These aren't isolated
anecdotes. Employment-based health insurance is the only serious source of
coverage for Americans too young to receive Medicare and insufficiently
destitute to receive Medicaid, but it's an institution in decline. Between
2000 and 2004 the number of Americans under 65 rose by 10 million. Yet the
number of non-elderly Americans covered by employment-based insurance fell
by 4.9 million.
The funny thing is that the
solution — national health insurance, available to everyone — is obvious.
But to see the obvious we'll have to overcome pride — the unwarranted
belief that America has nothing to learn from other countries — and
prejudice — the equally unwarranted belief, driven by ideology, that
private insurance is more efficient than public insurance.
Let's start with the fact
that America's health care system spends more, for worse results, than
that of any other advanced country.
In 2002 the United States
spent $5,267 per person on health care. Canada spent $2,931; Germany spent
$2,817; Britain spent only $2,160. Yet the United States has lower life
expectancy and higher infant mortality than any of these countries.
But don't people in other
countries sometimes find it hard to get medical treatment? Yes, sometimes
— but so do Americans. No, Virginia, many Americans can't count on ready
access to high-quality medical care.
The journal Health Affairs
recently published the results of a survey of the medical experience of
"sicker adults" in six countries, including Canada, Britain, Germany and
the United States. The responses don't support the claims about
superior service from the U.S. system. It's true that Americans generally
have shorter waits for elective surgery than Canadians or Britons,
although German waits are even shorter. But Americans do worse by some
important measures: we find it harder than citizens of other advanced
countries to see a doctor when we need one, and our system is more, not
less, rife with medical errors.
Above all, Americans are far
more likely than others to forgo treatment because they can't afford it.
Forty percent of the Americans surveyed failed to fill a prescription
because of cost. A third were deterred by cost from seeing a doctor when
sick or from getting recommended tests or follow-up.
Why does American medicine
cost so much yet achieve so little? Unlike other advanced countries, we
treat access to health care as a privilege rather than a right. And this
attitude turns out to be inefficient as well as cruel.
The U.S. system is much more
bureaucratic, with much higher administrative costs, than those of other
countries, because private insurers and other players work hard at trying
not to pay for medical care. And our fragmented system is unable to
bargain with drug companies and other suppliers for lower prices.
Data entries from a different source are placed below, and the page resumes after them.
use criterion::*;
use geo::{Coordinate, Geometry, LineString, Polygon};

use geo_relate::{relate, RelateNG};

/// A regular n-gon centred at (cx, cy).
fn circular_polygon(cx: f64, cy: f64, radius: f64, n: usize) -> Geometry<f64> {
    let pts: Vec<Coordinate<f64>> = (0..=n)
        .map(|i| {
            let theta = 2. * std::f64::consts::PI * (i % n) as f64 / n as f64;
            Coordinate {
                x: cx + radius * theta.cos(),
                y: cy + radius * theta.sin(),
            }
        })
        .collect();
    Geometry::Polygon(Polygon::new(LineString(pts), vec![]))
}

fn zigzag_line(x0: f64, x1: f64, n: usize) -> Geometry<f64> {
    let step = (x1 - x0) / n as f64;
    let pts: Vec<Coordinate<f64>> = (0..=n)
        .map(|i| Coordinate {
            x: x0 + step * i as f64,
            y: if i % 2 == 0 { -1. } else { 1. },
        })
        .collect();
    Geometry::LineString(LineString(pts))
}

fn bench_relate(c: &mut Criterion) {
    const SIZE: usize = 512;

    let a = circular_polygon(0., 0., 10., SIZE);
    let b = circular_polygon(5., 0., 10., SIZE);
    c.bench_function("relate matrix - overlapping polygons", |bench| {
        bench.iter(|| black_box(relate(&a, &b).unwrap()))
    });

    let line = zigzag_line(-15., 15., SIZE);
    c.bench_function("intersects - zigzag line vs polygon", |bench| {
        bench.iter(|| black_box(geo_relate::intersects(&a, &line).unwrap()))
    });

    let far = circular_polygon(100., 100., 1., 16);
    c.bench_function("disjoint - envelope shortcut", |bench| {
        bench.iter(|| black_box(geo_relate::disjoint(&a, &far).unwrap()))
    });
}

fn bench_prepared(c: &mut Criterion) {
    const SIZE: usize = 512;
    const PROBES: usize = 64;

    let a = circular_polygon(0., 0., 10., SIZE);
    let probes: Vec<Geometry<f64>> = (0..PROBES)
        .map(|i| {
            let x = -12. + 24. * i as f64 / PROBES as f64;
            Geometry::Point(Coordinate { x, y: 0.5 }.into())
        })
        .collect();

    c.bench_function("prepared covers - many points", |bench| {
        bench.iter(|| {
            let rel = RelateNG::prepare(&a).unwrap();
            probes
                .iter()
                .filter(|p| rel.covers(p).unwrap())
                .count()
        })
    });
    c.bench_function("one-shot covers - many points", |bench| {
        bench.iter(|| {
            probes
                .iter()
                .filter(|p| geo_relate::covers(&a, p).unwrap())
                .count()
        })
    });
}

criterion_group!(benches, bench_relate, bench_prepared);
criterion_main!(benches);
use std::str::FromStr;

use log::trace;

use crate::dimension::Dimension;
use crate::error::RelateError;
use crate::location::Location;
use crate::matrix::{IntersectionMatrix, Pattern};

/// Precomputed envelope relationships between the two inputs, handed to
/// predicates so they can conclude without any noding.
#[derive(Debug, Clone, Copy, Default)]
pub struct EnvelopeInfo {
    pub intersects: bool,
    pub a_covers_b: bool,
    pub b_covers_a: bool,
}

/// The topology predicate protocol.
///
/// The computer streams monotone `(location, location, dimension)`
/// updates into the predicate and stops as soon as it reports its value
/// is known; the computer never inspects predicate state beyond that.
/// The `require_*` hints let the computer skip work that cannot affect
/// the outcome (self-noding, exterior probes, non-covering envelopes).
pub trait TopologyPredicate {
    fn name(&self) -> &'static str;

    /// Whether self-intersection nodes of one input must be computed
    /// for this predicate to evaluate correctly.
    fn require_self_noding(&self) -> bool {
        true
    }

    /// Whether the predicate is trivially false when the inputs do not
    /// interact at all.
    fn require_interaction(&self) -> bool {
        true
    }

    /// Whether the predicate can only hold when the given input's
    /// envelope covers the other's.
    fn require_covers(&self, _is_a: bool) -> bool {
        false
    }

    /// Whether locating parts of the given input in the *other* input's
    /// exterior can affect the outcome.
    fn require_exterior_check(&self, _is_a: bool) -> bool {
        true
    }

    /// Receive the effective dimensions of the inputs.
    fn init_dim(&mut self, _dim_a: Dimension, _dim_b: Dimension) {}

    /// Receive the envelope relationships of the inputs.
    fn init_env(&mut self, _env: EnvelopeInfo) {}

    /// Receive a monotone matrix update.
    fn update_dim(&mut self, loc_a: Location, loc_b: Location, dim: Dimension);

    /// Whether the value is already determined.
    fn is_known(&self) -> bool;

    /// Resolve the value from whatever has been seen; after this,
    /// [`TopologyPredicate::value`] is definitive.
    fn finish(&mut self);

    fn value(&self) -> bool;
}

/// Shared state for predicates that accumulate an intersection matrix.
#[derive(Debug, Clone)]
pub(crate) struct ImState {
    im: IntersectionMatrix,
    pub dim_a: Dimension,
    pub dim_b: Dimension,
    value: Option<bool>,
}

impl ImState {
    pub(crate) fn new() -> Self {
        let mut im = IntersectionMatrix::new();
        // the exteriors of two planar geometries always share area
        im.set(Location::Exterior, Location::Exterior, Dimension::A);
        ImState {
            im,
            dim_a: Dimension::False,
            dim_b: Dimension::False,
            value: None,
        }
    }

    pub(crate) fn matrix(&self) -> &IntersectionMatrix {
        &self.im
    }

    pub(crate) fn set_dims(&mut self, dim_a: Dimension, dim_b: Dimension) {
        self.dim_a = dim_a;
        self.dim_b = dim_b;
    }

    /// Conclude `false` unless the precondition holds.
    pub(crate) fn require(&mut self, cond: bool) {
        if !cond {
            self.value = Some(false);
        }
    }

    pub(crate) fn set_value(&mut self, v: bool) {
        if self.value.is_none() {
            self.value = Some(v);
        }
    }

    pub(crate) fn is_known(&self) -> bool {
        self.value.is_some()
    }

    pub(crate) fn value(&self) -> bool {
        self.value.unwrap_or(false)
    }

    pub(crate) fn update_cell(&mut self, loc_a: Location, loc_b: Location, dim: Dimension) {
        self.im.update(loc_a, loc_b, dim);
    }

    pub(crate) fn intersects_cell(&self, row: Location, col: Location) -> bool {
        self.im.get(row, col) != Dimension::False
    }

    pub(crate) fn dim_cell(&self, row: Location, col: Location) -> Dimension {
        self.im.get(row, col)
    }
}

/// Predicate that runs the computation to completion and captures the
/// full matrix; the facade uses it to implement `relate`.
#[derive(Debug, Clone)]
pub struct RelateMatrixPredicate {
    state: ImState,
}

impl RelateMatrixPredicate {
    pub fn new() -> Self {
        RelateMatrixPredicate {
            state: ImState::new(),
        }
    }

    /// The matrix accumulated so far.
    pub fn matrix(&self) -> IntersectionMatrix {
        *self.state.matrix()
    }
}

impl Default for RelateMatrixPredicate {
    fn default() -> Self {
        Self::new()
    }
}

impl TopologyPredicate for RelateMatrixPredicate {
    fn name(&self) -> &'static str {
        "relateMatrix"
    }

    // the whole matrix is wanted, so nothing may be skipped
    fn require_interaction(&self) -> bool {
        false
    }

    fn init_dim(&mut self, dim_a: Dimension, dim_b: Dimension) {
        self.state.set_dims(dim_a, dim_b);
    }

    fn update_dim(&mut self, loc_a: Location, loc_b: Location, dim: Dimension) {
        trace!("IM[{}{}] <- {}", loc_a, loc_b, dim);
        self.state.update_cell(loc_a, loc_b, dim);
    }

    fn is_known(&self) -> bool {
        false
    }

    fn finish(&mut self) {}

    fn value(&self) -> bool {
        true
    }
}

/// Matches the matrix against an arbitrary DE-9IM pattern, concluding
/// `false` as soon as monotone growth makes some cell unsatisfiable.
#[derive(Debug, Clone)]
pub struct PatternPredicate {
    pattern: Pattern,
    state: ImState,
}

impl PatternPredicate {
    pub fn new(pattern: &str) -> Result<Self, RelateError> {
        Ok(PatternPredicate {
            pattern: Pattern::from_str(pattern)?,
            state: ImState::new(),
        })
    }
}

impl TopologyPredicate for PatternPredicate {
    fn name(&self) -> &'static str {
        "matches"
    }

    fn init_dim(&mut self, dim_a: Dimension, dim_b: Dimension) {
        self.state.set_dims(dim_a, dim_b);
    }

    fn update_dim(&mut self, loc_a: Location, loc_b: Location, dim: Dimension) {
        self.state.update_cell(loc_a, loc_b, dim);
        let i = loc_a.index() * 3 + loc_b.index();
        if !self.pattern.cells()[i].satisfiable_at(self.state.dim_cell(loc_a, loc_b)) {
            self.state.set_value(false);
        }
    }

    fn is_known(&self) -> bool {
        self.state.is_known()
    }

    fn finish(&mut self) {
        let v = self.pattern.matches(self.state.matrix());
        self.state.set_value(v);
    }

    fn value(&self) -> bool {
        self.state.value()
    }
}

#[cfg(test)]
mod tests {
    use super::*;

    #[test]
    fn matrix_predicate_collects_everything() {
        let mut p = RelateMatrixPredicate::new();
        assert!(!p.is_known());
        p.update_dim(Location::Interior, Location::Interior, Dimension::L);
        p.update_dim(Location::Boundary, Location::Exterior, Dimension::P);
        assert!(!p.is_known());
        let im = p.matrix();
        assert_eq!(im.to_string(), "1FFFF0FF2");
    }

    #[test]
    fn pattern_predicate_fails_fast_on_forbidden_cell() {
        let mut p = PatternPredicate::new("FF*FF****").unwrap();
        p.update_dim(Location::Interior, Location::Boundary, Dimension::P);
        assert!(!p.is_known());
        p.update_dim(Location::Interior, Location::Interior, Dimension::P);
        assert!(p.is_known());
        p.finish();
        assert!(!p.value());
    }

    #[test]
    fn pattern_predicate_exact_dim_overshoot() {
        let mut p = PatternPredicate::new("0********").unwrap();
        p.update_dim(Location::Interior, Location::Interior, Dimension::P);
        assert!(!p.is_known());
        p.update_dim(Location::Interior, Location::Interior, Dimension::L);
        assert!(p.is_known());
        p.finish();
        assert!(!p.value());
    }

    #[test]
    fn pattern_predicate_true_at_finish() {
        let mut p = PatternPredicate::new("T********").unwrap();
        p.update_dim(Location::Interior, Location::Interior, Dimension::A);
        p.finish();
        assert!(p.value());
    }
}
Taiwan, which moved 10 years
ago from a U.S. style system to a Canadian-style single-payer system,
offers an object lesson in the economic advantages of universal coverage.
In 1995 less than 60 percent of Taiwan's residents had health insurance;
by 2001 the number was 97 percent. Yet according to a careful study
published in Health Affairs two years ago, this huge expansion in coverage
came virtually free: it led to little if any increase in overall health
care spending beyond normal growth due to rising population and incomes.
Before you dismiss Taiwan as
a faraway place of which we know nothing, remember Chile-mania: just a few
months ago, during the Bush administration's failed attempt to privatize
Social Security, commentators across the country — independent thinkers
all, I'm sure — joined in a chorus of ill-informed praise for Chile's
private retirement accounts. (It turns out that Chile's system has a lot
of problems.) Taiwan has more people and a much bigger economy than Chile,
and its experience is a lot more relevant to America's real problems.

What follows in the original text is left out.